=== Records drawn from a dataset ===

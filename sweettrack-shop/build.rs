//! Build script for sweettrack-shop
//!
//! Exposes build identification to the binary as compile-time env vars:
//! `GIT_HASH`, `BUILD_TIMESTAMP` and `BUILD_PROFILE`.

use std::process::Command;

fn git(args: &[&str]) -> Option<String> {
    let output = Command::new("git").args(args).output().ok()?;
    if !output.status.success() {
        return None;
    }
    let text = String::from_utf8(output.stdout).ok()?;
    let text = text.trim();
    (!text.is_empty()).then(|| text.to_string())
}

fn main() {
    let git_hash = git(&["describe", "--always", "--dirty", "--abbrev=8"])
        .unwrap_or_else(|| "unknown".to_string());

    let build_timestamp = chrono::Utc::now().to_rfc3339_opts(chrono::SecondsFormat::Secs, true);
    let profile = std::env::var("PROFILE").unwrap_or_else(|_| "unknown".to_string());

    println!("cargo:rustc-env=GIT_HASH={}", git_hash);
    println!("cargo:rustc-env=BUILD_TIMESTAMP={}", build_timestamp);
    println!("cargo:rustc-env=BUILD_PROFILE={}", profile);

    if let Some(git_dir) = git(&["rev-parse", "--git-dir"]) {
        println!("cargo:rerun-if-changed={}/HEAD", git_dir);
    }
    println!("cargo:rerun-if-changed=build.rs");
}
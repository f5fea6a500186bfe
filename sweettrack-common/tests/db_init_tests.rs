//! Tests for database creation, schema idempotence and gallery seeding

use sweettrack_common::db::init::{
    get_setting, init_database, init_memory_database, set_setting, GALLERY_SEEDED_KEY,
    SCHEMA_VERSION, SEED_GALLERY,
};
use tempfile::TempDir;

#[tokio::test]
async fn test_database_creation_when_missing() {
    let dir = TempDir::new().unwrap();
    let db_path = dir.path().join("nested").join("sweettrack.db");

    let result = init_database(&db_path).await;

    assert!(result.is_ok(), "Database initialization failed: {:?}", result.err());
    assert!(db_path.exists(), "Database file was not created");
}

#[tokio::test]
async fn test_database_opens_existing_without_reseeding() {
    let dir = TempDir::new().unwrap();
    let db_path = dir.path().join("sweettrack.db");

    let pool1 = init_database(&db_path).await.unwrap();
    pool1.close().await;

    let pool2 = init_database(&db_path).await.unwrap();
    let photos: i64 = sqlx::query_scalar("SELECT COUNT(*) FROM gallery_photos")
        .fetch_one(&pool2)
        .await
        .unwrap();
    assert_eq!(photos, SEED_GALLERY.len() as i64);
}

#[tokio::test]
async fn test_gallery_not_reseeded_after_admin_empties_it() {
    let pool = init_memory_database().await.unwrap();
    sqlx::query("DELETE FROM gallery_photos").execute(&pool).await.unwrap();

    sweettrack_common::db::init::create_schema(&pool).await.unwrap();

    let photos: i64 = sqlx::query_scalar("SELECT COUNT(*) FROM gallery_photos")
        .fetch_one(&pool)
        .await
        .unwrap();
    assert_eq!(photos, 0);
    assert!(get_setting(&pool, GALLERY_SEEDED_KEY).await.unwrap().is_some());
}

#[tokio::test]
async fn test_schema_version_recorded() {
    let pool = init_memory_database().await.unwrap();
    let version: i64 = sqlx::query_scalar("SELECT MAX(version) FROM schema_version")
        .fetch_one(&pool)
        .await
        .unwrap();
    assert_eq!(version, SCHEMA_VERSION);
}

#[tokio::test]
async fn test_settings_upsert() {
    let pool = init_memory_database().await.unwrap();
    assert_eq!(get_setting(&pool, "shop_banner").await.unwrap(), None);

    set_setting(&pool, "shop_banner", "Closed on Mondays").await.unwrap();
    set_setting(&pool, "shop_banner", "Open every day").await.unwrap();

    assert_eq!(
        get_setting(&pool, "shop_banner").await.unwrap().as_deref(),
        Some("Open every day")
    );
}

#[tokio::test]
async fn test_orders_table_rejects_unknown_status() {
    let pool = init_memory_database().await.unwrap();
    let result = sqlx::query(
        r#"
        INSERT INTO orders (id, customer_name, phone, fulfillment_type, delivery_date,
            delivery_time_slot, flavor, size, total_price_pence, status, created_at)
        VALUES ('x', 'A', '1', 'Collection', '2026-01-01', 'Morning', 'f', 's', 100, 'Shipped', 'now')
        "#,
    )
    .execute(&pool)
    .await;
    assert!(result.is_err(), "CHECK constraint should reject unknown status");
}
//! Database access layer for sweettrack-shop
//!
//! Schema creation lives in `sweettrack_common::db`; this module holds the
//! queries the HTTP handlers run.

pub mod gallery;
pub mod orders;
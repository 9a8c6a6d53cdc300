//! Application configuration.
//!
//! Built once at startup from defaults, an optional config file
//! (`application.properties` or TOML) and CLI flags, then passed by
//! reference. Relative paths in a config file resolve against its directory.

use anyhow::{anyhow, Context, Result};
use serde::Deserialize;
use std::fs;
use std::path::{Path, PathBuf};
use tracing::debug;

use crate::error::ExtractionError;
use crate::export::OutputFormat;
use crate::tickers::mapping::{decode_properties, property_lines};

pub const DEFAULT_CONFIG_CANDIDATES: [&str; 2] =
    ["resources/application.properties", "application.properties"];

#[derive(Debug, Clone, PartialEq)]
pub struct AppConfig {
    pub pdf_password: Option<String>,
    pub logging_level: String,
    pub output_format: OutputFormat,
    pub input_folder: PathBuf,
    pub output_folder: PathBuf,
    pub logs_folder: PathBuf,
    pub mapping_file: PathBuf,
}

impl Default for AppConfig {
    fn default() -> Self {
        Self {
            pdf_password: None,
            logging_level: "INFO".to_string(),
            output_format: OutputFormat::Csv,
            input_folder: PathBuf::from("resources/inputNotasCorretagem"),
            output_folder: PathBuf::from("resources/output"),
            logs_folder: PathBuf::from("resources/output/logs"),
            mapping_file: PathBuf::from("resources/tickerMapping.properties"),
        }
    }
}

/// Raw values as they appear in a config file; every key is optional.
#[derive(Debug, Clone, Default, PartialEq, Eq, Deserialize)]
#[serde(deny_unknown_fields)]
pub struct ConfigFile {
    pub pdf_password: Option<String>,
    pub logging_level: Option<String>,
    pub output_format: Option<String>,
    pub input_folder: Option<String>,
    pub output_folder: Option<String>,
    pub logs_folder: Option<String>,
    pub mapping_file: Option<String>,
}

impl ConfigFile {
    /// `pdf.password=...` style keys. Unknown keys are ignored.
    pub fn from_properties(content: &str) -> Self {
        let mut file = ConfigFile::default();
        for (key, value) in property_lines(content) {
            let slot = match key.as_str() {
                "pdf.password" => &mut file.pdf_password,
                "logging.level" => &mut file.logging_level,
                "output.format" => &mut file.output_format,
                "input.folder" => &mut file.input_folder,
                "output.folder" => &mut file.output_folder,
                "logs.folder" => &mut file.logs_folder,
                "mapping.file" => &mut file.mapping_file,
                other => {
                    debug!("Ignoring unknown config key '{}'", other);
                    continue;
                }
            };
            *slot = Some(value);
        }
        file
    }

    pub fn from_toml(content: &str) -> Result<Self> {
        toml::from_str(content).map_err(|e| anyhow!(ExtractionError::Config(e.to_string())))
    }

    pub fn read(path: &Path) -> Result<Self> {
        let bytes = fs::read(path).with_context(|| format!("Failed to read config {:?}", path))?;
        let content = decode_properties(&bytes);
        let is_toml = path
            .extension()
            .map(|ext| ext.eq_ignore_ascii_case("toml"))
            .unwrap_or(false);
        if is_toml {
            Self::from_toml(&content).with_context(|| format!("Invalid config {:?}", path))
        } else {
            Ok(Self::from_properties(&content))
        }
    }
}

/// Flags given on the command line; they win over the config file.
#[derive(Debug, Clone, Default)]
pub struct Overrides {
    pub password: Option<String>,
    pub output_format: Option<OutputFormat>,
    pub input: Option<PathBuf>,
}

impl AppConfig {
    /// Defaults overlaid with `file`. Relative paths from the file are joined
    /// onto `base`; unset keys keep their working-directory defaults.
    pub fn from_file(file: ConfigFile, base: &Path) -> Result<Self> {
        let mut config = AppConfig::default();

        if let Some(password) = file.pdf_password {
            config.pdf_password = non_empty(password);
        }
        if let Some(level) = file.logging_level.and_then(non_empty) {
            config.logging_level = level;
        }
        if let Some(format) = file.output_format.and_then(non_empty) {
            config.output_format = format.parse()?;
        }
        config.input_folder = resolve(file.input_folder, base, &config.input_folder);
        config.output_folder = resolve(file.output_folder, base, &config.output_folder);
        config.logs_folder = resolve(file.logs_folder, base, &config.logs_folder);
        config.mapping_file = resolve(file.mapping_file, base, &config.mapping_file);
        Ok(config)
    }

    /// Load from `explicit`, else from the first default location that
    /// exists, else built-in defaults. Returns the file used, if any.
    pub fn load(explicit: Option<&Path>) -> Result<(Self, Option<PathBuf>)> {
        let path = match explicit {
            Some(path) if !path.exists() => {
                return Err(anyhow!(ExtractionError::Config(format!(
                    "config file not found: {}",
                    path.display()
                ))))
            }
            Some(path) => Some(path.to_path_buf()),
            None => default_config_path(),
        };

        match path {
            Some(path) => {
                let file = ConfigFile::read(&path)?;
                let base = path
                    .parent()
                    .filter(|p| !p.as_os_str().is_empty())
                    .map(Path::to_path_buf)
                    .unwrap_or_else(|| PathBuf::from("."));
                Ok((Self::from_file(file, &base)?, Some(path)))
            }
            None => Ok((Self::default(), None)),
        }
    }

    pub fn with_overrides(mut self, overrides: Overrides) -> Self {
        if let Some(password) = overrides.password {
            self.pdf_password = non_empty(password);
        }
        if let Some(format) = overrides.output_format {
            self.output_format = format;
        }
        if let Some(input) = overrides.input {
            self.input_folder = input;
        }
        self
    }

    /// Level understood by `EnvFilter` (`INFO` → `info`, `WARNING` → `warn`).
    pub fn filter_level(&self) -> &'static str {
        match self.logging_level.trim().to_uppercase().as_str() {
            "TRACE" => "trace",
            "DEBUG" => "debug",
            "WARN" | "WARNING" => "warn",
            "ERROR" | "CRITICAL" => "error",
            "OFF" => "off",
            _ => "info",
        }
    }
}

fn resolve(raw: Option<String>, base: &Path, default: &Path) -> PathBuf {
    let path = raw.and_then(non_empty).map(PathBuf::from);
    match path {
        Some(path) if path.is_absolute() => path,
        Some(path) => base.join(path),
        None => default.to_path_buf(),
    }
}

fn non_empty(value: String) -> Option<String> {
    let trimmed = value.trim();
    if trimmed.is_empty() {
        None
    } else {
        Some(trimmed.to_string())
    }
}

/// First existing default location, the user config file last.
pub fn default_config_path() -> Option<PathBuf> {
    DEFAULT_CONFIG_CANDIDATES
        .iter()
        .map(PathBuf::from)
        .chain(user_config_path())
        .find(|path| path.is_file())
}

/// `<config_home>/corretagem/config.toml`
pub fn user_config_path() -> Option<PathBuf> {
    dir_spec::config_home().map(|dir| dir.join("corretagem").join("config.toml"))
}

#[cfg(test)]
mod tests {
    use super::*;
    use tempfile::TempDir;

    #[test]
    fn properties_keys_and_relative_paths() {
        let content = "# comentário\n\
                       pdf.password=\n\
                       logging.level=DEBUG\n\
                       output.format=xlsx\n\
                       input.folder=notas\n\
                       output.folder=/tmp/saida\n\
                       unknown.key=1\n";
        let file = ConfigFile::from_properties(content);
        assert_eq!(file.pdf_password.as_deref(), Some(""));

        let config = AppConfig::from_file(file, Path::new("/etc/corretagem")).unwrap();
        assert_eq!(config.pdf_password, None);
        assert_eq!(config.filter_level(), "debug");
        assert_eq!(config.output_format, OutputFormat::Xlsx);
        assert_eq!(config.input_folder, PathBuf::from("/etc/corretagem/notas"));
        assert_eq!(config.output_folder, PathBuf::from("/tmp/saida"));
        assert_eq!(config.mapping_file, PathBuf::from("resources/tickerMapping.properties"));
    }

    #[test]
    fn toml_file_is_read_by_extension() {
        let dir = TempDir::new().unwrap();
        let path = dir.path().join("config.toml");
        fs::write(&path, "pdf_password = \"123\"\noutput_format = \"json\"\n").unwrap();

        let (config, used) = AppConfig::load(Some(&path)).unwrap();
        assert_eq!(used.as_deref(), Some(path.as_path()));
        assert_eq!(config.pdf_password.as_deref(), Some("123"));
        assert_eq!(config.output_format, OutputFormat::Json);
        assert_eq!(config.logging_level, "INFO");
        assert_eq!(config.input_folder, PathBuf::from("resources/inputNotasCorretagem"));
    }

    #[test]
    fn bad_values_are_config_errors() {
        let file = ConfigFile::from_properties("output.format=pdf\n");
        assert!(AppConfig::from_file(file, Path::new(".")).is_err());
        assert!(ConfigFile::from_toml("nope = 1").is_err());
        assert!(AppConfig::load(Some(Path::new("/nao/existe.properties"))).is_err());
    }

    #[test]
    fn overrides_win_and_empty_password_is_none() {
        let config = AppConfig::default().with_overrides(Overrides {
            password: Some("  ".to_string()),
            output_format: Some(OutputFormat::Json),
            input: Some(PathBuf::from("outra")),
        });
        assert_eq!(config.pdf_password, None);
        assert_eq!(config.output_format, OutputFormat::Json);
        assert_eq!(config.input_folder, PathBuf::from("outra"));
    }

    #[test]
    fn logging_level_names() {
        let mut config = AppConfig::default();
        for (raw, level) in [("INFO", "info"), ("warning", "warn"), ("CRITICAL", "error"), ("xyz", "info")] {
            config.logging_level = raw.to_string();
            assert_eq!(config.filter_level(), level);
        }
    }
}
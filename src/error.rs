//! Error handling for the note extractor
//!
//! Defines the error taxonomy for document and mapping operations and
//! establishes a unified Result type using anyhow for context chaining.
//! Row-level problems are never errors: rows that cannot be classified or
//! resolved are simply discarded by the pipeline.

use thiserror::Error;

/// Core error types for extraction and mapping operations
#[derive(Error, Debug)]
pub enum ExtractionError {
    #[error("unparsable document {name}: {reason}")]
    Pdf { name: String, reason: String },

    #[error("document {0} is password protected; set pdf.password in the configuration")]
    PasswordRequired(String),

    #[error("archive error: {0}")]
    Archive(String),

    #[error("input path not found: {0}")]
    InputNotFound(String),

    #[error("mapping error: {0}")]
    Mapping(String),

    #[error("export error: {0}")]
    Export(String),

    #[error("config error: {0}")]
    Config(String),
}

/// Result type alias for extractor operations
pub type Result<T> = anyhow::Result<T>;

#[cfg(test)]
mod tests {
    use super::*;

    #[test]
    fn test_error_formatting_is_readable() {
        let err = ExtractionError::Pdf {
            name: "Clear 2024 01.pdf".to_string(),
            reason: "corrupt xref".to_string(),
        };
        assert_eq!(
            err.to_string(),
            "unparsable document Clear 2024 01.pdf: corrupt xref"
        );
    }

    #[test]
    fn test_anyhow_context_chains_errors() {
        use anyhow::Context;
        let result: Result<()> = Err(anyhow::anyhow!("original error"))
            .context("failed to open archive");
        match result {
            Err(e) => {
                let msg = e.to_string();
                assert!(msg.contains("failed to open archive"));
                let debug_msg = format!("{:?}", e);
                assert!(debug_msg.contains("original error"));
            }
            Ok(_) => panic!("expected error"),
        }
    }

    #[test]
    fn test_extraction_error_variants() {
        let pwd = ExtractionError::PasswordRequired("nota.pdf".to_string());
        assert!(pwd.to_string().contains("pdf.password"));

        let missing = ExtractionError::InputNotFound("/tmp/nada".to_string());
        assert!(missing.to_string().starts_with("input path not found"));

        let mapping = ExtractionError::Mapping("test".to_string());
        assert!(mapping.to_string().starts_with("mapping error"));
    }
}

=== What you need to do ===
All lines in the data above from the one with "assert_eq!(photos, SEED_GALLERY.len() as" through the one with "assert_eq!(photos, 0);" must be repeated exactly, and no others.

=== Output ===
    assert_eq!(photos, SEED_GALLERY.len() as i64);
}

#[tokio::test]
async fn test_gallery_not_reseeded_after_admin_empties_it() {
    let pool = init_memory_database().await.unwrap();
    sqlx::query("DELETE FROM gallery_photos").execute(&pool).await.unwrap();

    sweettrack_common::db::init::create_schema(&pool).await.unwrap();

    let photos: i64 = sqlx::query_scalar("SELECT COUNT(*) FROM gallery_photos")
        .fetch_one(&pool)
        .await
        .unwrap();
    assert_eq!(photos, 0);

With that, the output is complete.